Entries shown →
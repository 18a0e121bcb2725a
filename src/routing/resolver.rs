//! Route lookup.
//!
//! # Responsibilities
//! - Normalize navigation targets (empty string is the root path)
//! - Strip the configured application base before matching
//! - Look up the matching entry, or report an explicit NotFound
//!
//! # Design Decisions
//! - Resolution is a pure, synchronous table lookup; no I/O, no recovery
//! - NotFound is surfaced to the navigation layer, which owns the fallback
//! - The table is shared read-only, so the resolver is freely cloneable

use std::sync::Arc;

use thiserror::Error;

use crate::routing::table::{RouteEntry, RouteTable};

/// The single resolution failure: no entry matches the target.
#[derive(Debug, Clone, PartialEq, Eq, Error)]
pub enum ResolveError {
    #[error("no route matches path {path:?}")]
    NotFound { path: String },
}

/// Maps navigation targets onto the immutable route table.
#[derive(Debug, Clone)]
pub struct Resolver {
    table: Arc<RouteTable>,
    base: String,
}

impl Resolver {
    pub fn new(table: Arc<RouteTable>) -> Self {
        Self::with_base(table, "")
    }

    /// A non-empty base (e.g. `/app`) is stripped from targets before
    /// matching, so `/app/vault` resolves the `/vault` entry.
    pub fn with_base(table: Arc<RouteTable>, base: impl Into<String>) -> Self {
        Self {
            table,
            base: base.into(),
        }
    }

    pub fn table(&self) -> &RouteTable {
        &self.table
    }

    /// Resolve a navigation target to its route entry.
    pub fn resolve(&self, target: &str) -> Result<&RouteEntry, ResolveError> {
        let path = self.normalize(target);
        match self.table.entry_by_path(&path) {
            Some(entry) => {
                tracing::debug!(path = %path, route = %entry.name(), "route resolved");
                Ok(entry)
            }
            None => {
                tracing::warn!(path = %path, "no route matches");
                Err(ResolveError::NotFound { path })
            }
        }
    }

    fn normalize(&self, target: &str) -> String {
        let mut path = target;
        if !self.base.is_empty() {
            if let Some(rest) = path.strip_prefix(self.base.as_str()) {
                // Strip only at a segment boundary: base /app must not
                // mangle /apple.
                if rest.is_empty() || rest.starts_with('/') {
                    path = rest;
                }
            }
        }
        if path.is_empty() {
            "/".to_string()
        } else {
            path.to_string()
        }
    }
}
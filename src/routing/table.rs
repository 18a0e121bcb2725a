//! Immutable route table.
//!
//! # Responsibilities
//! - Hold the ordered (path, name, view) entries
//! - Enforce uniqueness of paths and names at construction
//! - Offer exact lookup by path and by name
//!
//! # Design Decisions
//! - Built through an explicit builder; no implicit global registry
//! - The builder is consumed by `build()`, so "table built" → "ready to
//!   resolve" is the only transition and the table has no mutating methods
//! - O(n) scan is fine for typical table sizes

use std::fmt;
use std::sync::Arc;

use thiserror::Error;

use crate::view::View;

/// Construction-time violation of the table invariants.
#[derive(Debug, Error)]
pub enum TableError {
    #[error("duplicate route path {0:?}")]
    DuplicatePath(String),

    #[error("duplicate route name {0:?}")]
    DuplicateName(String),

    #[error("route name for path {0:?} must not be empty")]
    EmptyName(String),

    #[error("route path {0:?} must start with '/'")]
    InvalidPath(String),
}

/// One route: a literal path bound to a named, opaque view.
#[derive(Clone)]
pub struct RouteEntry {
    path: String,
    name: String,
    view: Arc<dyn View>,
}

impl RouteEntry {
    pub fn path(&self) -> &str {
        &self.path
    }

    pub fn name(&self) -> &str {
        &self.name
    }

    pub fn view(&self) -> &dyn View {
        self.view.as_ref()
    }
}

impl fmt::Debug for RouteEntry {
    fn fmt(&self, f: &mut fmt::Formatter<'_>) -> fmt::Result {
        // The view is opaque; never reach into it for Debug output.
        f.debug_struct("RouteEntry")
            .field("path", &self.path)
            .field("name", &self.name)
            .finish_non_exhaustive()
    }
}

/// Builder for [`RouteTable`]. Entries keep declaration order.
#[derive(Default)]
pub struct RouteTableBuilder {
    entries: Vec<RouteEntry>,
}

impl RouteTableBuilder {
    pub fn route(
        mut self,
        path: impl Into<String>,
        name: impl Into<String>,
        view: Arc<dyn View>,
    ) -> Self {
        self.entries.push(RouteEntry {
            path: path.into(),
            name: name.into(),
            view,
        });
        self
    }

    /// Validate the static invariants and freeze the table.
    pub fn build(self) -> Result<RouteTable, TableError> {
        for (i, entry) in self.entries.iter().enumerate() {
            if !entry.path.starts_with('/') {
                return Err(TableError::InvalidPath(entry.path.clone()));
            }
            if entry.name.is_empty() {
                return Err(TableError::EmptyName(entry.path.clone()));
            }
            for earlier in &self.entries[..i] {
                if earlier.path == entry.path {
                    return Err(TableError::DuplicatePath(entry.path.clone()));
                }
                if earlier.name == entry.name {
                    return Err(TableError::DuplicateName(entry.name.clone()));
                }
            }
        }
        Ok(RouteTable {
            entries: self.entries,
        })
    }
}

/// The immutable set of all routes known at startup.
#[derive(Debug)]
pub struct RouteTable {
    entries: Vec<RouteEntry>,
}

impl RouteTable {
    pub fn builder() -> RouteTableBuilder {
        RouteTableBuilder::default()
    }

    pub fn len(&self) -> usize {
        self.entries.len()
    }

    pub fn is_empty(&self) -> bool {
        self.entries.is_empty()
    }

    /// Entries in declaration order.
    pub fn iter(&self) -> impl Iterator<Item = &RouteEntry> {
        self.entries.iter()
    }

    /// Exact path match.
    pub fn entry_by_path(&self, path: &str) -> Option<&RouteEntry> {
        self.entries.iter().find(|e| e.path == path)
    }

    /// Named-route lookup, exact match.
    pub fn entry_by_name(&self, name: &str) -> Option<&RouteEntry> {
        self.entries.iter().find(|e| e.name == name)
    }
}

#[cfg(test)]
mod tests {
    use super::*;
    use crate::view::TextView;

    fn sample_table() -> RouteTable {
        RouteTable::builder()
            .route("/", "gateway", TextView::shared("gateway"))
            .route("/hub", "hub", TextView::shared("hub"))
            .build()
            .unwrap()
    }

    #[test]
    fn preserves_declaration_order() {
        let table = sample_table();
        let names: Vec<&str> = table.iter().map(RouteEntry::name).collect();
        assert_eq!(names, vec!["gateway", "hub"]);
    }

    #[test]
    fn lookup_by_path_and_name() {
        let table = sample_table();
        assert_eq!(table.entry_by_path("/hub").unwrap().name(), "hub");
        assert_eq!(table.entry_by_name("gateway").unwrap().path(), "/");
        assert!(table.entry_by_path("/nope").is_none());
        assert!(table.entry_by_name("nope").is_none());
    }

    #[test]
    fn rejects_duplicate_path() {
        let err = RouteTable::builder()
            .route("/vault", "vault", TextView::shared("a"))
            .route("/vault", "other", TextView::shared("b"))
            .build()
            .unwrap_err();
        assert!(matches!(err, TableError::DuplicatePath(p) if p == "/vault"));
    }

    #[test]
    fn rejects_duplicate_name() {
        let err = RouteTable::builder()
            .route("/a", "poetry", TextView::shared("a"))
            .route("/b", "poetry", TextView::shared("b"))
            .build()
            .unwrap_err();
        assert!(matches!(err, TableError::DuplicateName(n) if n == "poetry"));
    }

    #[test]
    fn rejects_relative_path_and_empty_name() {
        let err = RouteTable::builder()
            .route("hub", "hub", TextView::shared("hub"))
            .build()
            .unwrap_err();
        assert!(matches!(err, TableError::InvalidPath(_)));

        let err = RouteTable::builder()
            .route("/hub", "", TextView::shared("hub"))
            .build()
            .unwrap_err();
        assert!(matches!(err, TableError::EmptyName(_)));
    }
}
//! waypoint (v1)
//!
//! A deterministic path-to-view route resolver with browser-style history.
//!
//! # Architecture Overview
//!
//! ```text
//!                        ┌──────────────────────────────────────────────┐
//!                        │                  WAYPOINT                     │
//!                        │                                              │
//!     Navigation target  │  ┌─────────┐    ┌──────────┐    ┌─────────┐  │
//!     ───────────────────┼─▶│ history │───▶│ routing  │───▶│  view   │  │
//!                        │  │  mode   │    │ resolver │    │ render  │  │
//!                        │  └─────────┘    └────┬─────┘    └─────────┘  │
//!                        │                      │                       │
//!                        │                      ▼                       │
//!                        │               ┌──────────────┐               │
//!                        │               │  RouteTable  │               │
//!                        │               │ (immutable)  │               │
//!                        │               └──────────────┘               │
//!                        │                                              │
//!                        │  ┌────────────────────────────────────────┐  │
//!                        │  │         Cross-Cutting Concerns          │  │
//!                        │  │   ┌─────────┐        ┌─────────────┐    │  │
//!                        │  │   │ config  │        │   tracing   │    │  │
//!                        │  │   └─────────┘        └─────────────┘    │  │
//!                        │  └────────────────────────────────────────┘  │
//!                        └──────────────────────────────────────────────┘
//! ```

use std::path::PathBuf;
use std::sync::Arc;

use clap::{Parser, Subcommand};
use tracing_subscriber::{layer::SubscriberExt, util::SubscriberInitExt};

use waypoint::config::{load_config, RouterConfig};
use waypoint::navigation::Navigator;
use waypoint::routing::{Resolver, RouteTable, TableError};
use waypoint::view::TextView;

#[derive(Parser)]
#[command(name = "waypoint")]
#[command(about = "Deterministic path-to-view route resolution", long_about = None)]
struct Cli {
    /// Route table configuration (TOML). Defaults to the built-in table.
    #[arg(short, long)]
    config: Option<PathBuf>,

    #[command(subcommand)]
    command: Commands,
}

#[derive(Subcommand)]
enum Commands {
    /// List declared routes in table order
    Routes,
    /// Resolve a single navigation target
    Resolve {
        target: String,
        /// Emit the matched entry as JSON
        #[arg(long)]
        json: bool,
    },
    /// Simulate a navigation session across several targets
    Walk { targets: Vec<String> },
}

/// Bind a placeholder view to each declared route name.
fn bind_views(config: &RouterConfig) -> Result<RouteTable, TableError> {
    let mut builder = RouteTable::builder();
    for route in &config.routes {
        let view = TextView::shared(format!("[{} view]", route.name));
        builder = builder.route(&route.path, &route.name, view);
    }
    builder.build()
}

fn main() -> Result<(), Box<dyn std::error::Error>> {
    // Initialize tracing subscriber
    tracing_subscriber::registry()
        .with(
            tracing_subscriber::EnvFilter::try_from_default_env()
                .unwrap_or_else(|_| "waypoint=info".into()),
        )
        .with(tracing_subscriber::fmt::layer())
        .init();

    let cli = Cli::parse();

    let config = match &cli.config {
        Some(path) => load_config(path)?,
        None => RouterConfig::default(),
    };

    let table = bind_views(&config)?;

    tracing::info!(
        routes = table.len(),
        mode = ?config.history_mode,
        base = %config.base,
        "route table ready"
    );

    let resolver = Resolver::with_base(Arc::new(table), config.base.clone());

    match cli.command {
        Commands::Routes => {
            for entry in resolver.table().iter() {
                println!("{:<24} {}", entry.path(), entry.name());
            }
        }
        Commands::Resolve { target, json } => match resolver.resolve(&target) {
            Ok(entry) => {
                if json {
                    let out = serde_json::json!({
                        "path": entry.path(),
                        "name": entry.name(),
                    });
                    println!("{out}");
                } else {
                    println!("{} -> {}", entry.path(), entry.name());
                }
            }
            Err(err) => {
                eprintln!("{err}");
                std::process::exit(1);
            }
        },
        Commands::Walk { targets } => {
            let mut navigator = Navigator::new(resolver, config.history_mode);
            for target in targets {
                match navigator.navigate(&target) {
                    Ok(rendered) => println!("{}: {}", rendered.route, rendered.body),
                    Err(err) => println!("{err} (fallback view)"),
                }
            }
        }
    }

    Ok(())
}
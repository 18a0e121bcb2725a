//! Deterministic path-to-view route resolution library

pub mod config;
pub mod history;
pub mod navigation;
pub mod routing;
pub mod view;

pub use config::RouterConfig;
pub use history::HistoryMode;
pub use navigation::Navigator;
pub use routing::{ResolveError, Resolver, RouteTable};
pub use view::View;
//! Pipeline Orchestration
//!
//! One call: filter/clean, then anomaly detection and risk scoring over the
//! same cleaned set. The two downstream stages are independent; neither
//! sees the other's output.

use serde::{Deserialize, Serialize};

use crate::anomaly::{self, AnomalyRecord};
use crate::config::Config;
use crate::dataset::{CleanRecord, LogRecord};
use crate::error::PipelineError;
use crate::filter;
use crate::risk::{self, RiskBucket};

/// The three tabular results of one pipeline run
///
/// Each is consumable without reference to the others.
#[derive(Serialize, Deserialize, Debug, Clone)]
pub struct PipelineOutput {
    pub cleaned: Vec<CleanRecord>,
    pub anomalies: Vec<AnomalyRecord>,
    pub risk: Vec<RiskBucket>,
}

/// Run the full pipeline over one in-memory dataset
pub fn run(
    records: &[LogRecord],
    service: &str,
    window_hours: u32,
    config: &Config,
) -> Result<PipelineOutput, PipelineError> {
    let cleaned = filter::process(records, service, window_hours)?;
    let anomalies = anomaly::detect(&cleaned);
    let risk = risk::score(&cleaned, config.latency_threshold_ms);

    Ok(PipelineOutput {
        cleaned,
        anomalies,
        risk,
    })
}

Your goal → Transcribe the records from their first line. Stop after the line with "I/O, no recovery", including it.

Task output →
repository 18a0e121bcb2725a
filename src/routing/resolver.rs
//! Route lookup.
//!
//! # Responsibilities
//! - Normalize navigation targets (empty string is the root path)
//! - Strip the configured application base before matching
//! - Look up the matching entry, or report an explicit NotFound
//!
//! # Design Decisions
//! - Resolution is a pure, synchronous table lookup; no I/O, no recovery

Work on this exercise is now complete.